IEEE Trans Pattern Anal Mach Intell. 2022 Aug;44(8):3957-3973. doi: 10.1109/TPAMI.2021.3069023. Epub 2022 Jul 1.
This paper studies the problem of learning the conditional distribution of a high-dimensional output given an input, where the output and input may belong to two different domains, e.g., the output is a photo image and the input is a sketch image. We solve this problem by cooperative training of a fast thinking initializer and slow thinking solver. The initializer generates the output directly by a non-linear transformation of the input as well as a noise vector that accounts for latent variability in the output. The slow thinking solver learns an objective function in the form of a conditional energy function, so that the output can be generated by optimizing the objective function, or more rigorously by sampling from the conditional energy-based model. We propose to learn the two models jointly, where the fast thinking initializer serves to initialize the sampling of the slow thinking solver, and the solver refines the initial output by an iterative algorithm. The solver learns from the difference between the refined output and the observed output, while the initializer learns from how the solver refines its initial output. We demonstrate the effectiveness of the proposed method on various conditional learning tasks, e.g., class-to-image generation, image-to-image translation, and image recovery. The advantage of our method over GAN-based methods is that our method is equipped with a slow thinking process that refines the solution guided by a learned objective function.

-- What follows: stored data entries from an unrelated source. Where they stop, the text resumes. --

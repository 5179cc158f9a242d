//! Featured-products swimlane.

use storefront_core::catalog::{FeaturedTag, ProductSummary};

use super::{escape_html, render_product_card};

/// Render the tab strip and the products for the active tab.
pub fn render_swimlane(active: Option<FeaturedTag>, products: &[ProductSummary]) -> String {
    let tabs: String = FeaturedTag::ALL
        .iter()
        .map(|tag| {
            let class = if Some(*tag) == active {
                "swimlane-tab swimlane-tab--active"
            } else {
                "swimlane-tab"
            };
            format!(
                r#"<a href="/?tag={query}" class="{class}">{label}</a>"#,
                query = tag.tag(),
                class = class,
                label = escape_html(tag.label())
            )
        })
        .collect();

    let items = if products.is_empty() {
        r#"<p class="swimlane-empty">No products found.</p>"#.to_string()
    } else {
        products.iter().map(render_product_card).collect()
    };

    format!(
        r#"<section class="swimlane" data-section="featured">
    <nav class="swimlane-tabs">{tabs}</nav>
    <div class="swimlane-items">{items}</div>
</section>"#,
        tabs = tabs,
        items = items
    )
}

#[cfg(test)]
mod tests {
    use super::*;

    #[test]
    fn test_active_tab_marked() {
        let html = render_swimlane(Some(FeaturedTag::Accessory), &[]);
        assert!(html.contains(r#"<a href="/?tag=Accessory" class="swimlane-tab swimlane-tab--active">New</a>"#));
        assert!(html.contains(r#"<a href="/?tag=Sport" class="swimlane-tab">Sport</a>"#));
        assert!(html.contains("No products found."));
    }
}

本文研究了在输入和输出属于不同域的情况下学习高维输出条件分布的问题,例如输出是一张照片图像,输入是一张草图图像。我们通过快速思考初始化器和慢速思考求解器的协同训练来解决这个问题。初始化器通过输入的非线性变换以及一个表示输出中潜在变化的噪声向量直接生成输出。慢速思考求解器学习一个以条件能量函数形式表示的目标函数,以便通过优化目标函数生成输出,或者更严格地通过从基于条件能量的模型中采样生成输出。我们建议联合学习这两个模型,其中快速思考初始化器用于初始化慢速思考求解器的采样,求解器通过迭代算法细化初始输出。求解器从精炼输出与观测输出之间的差异中学习,而初始化器从求解器如何细化其初始输出中学习。我们在各种条件学习任务上展示了所提出方法的有效性,例如类别到图像生成、图像到图像翻译和图像恢复。与基于 GAN 的方法相比,我们方法的优势在于,我们的方法配备了一个慢速思考过程,该过程在学习到的目标函数的指导下细化解决方案。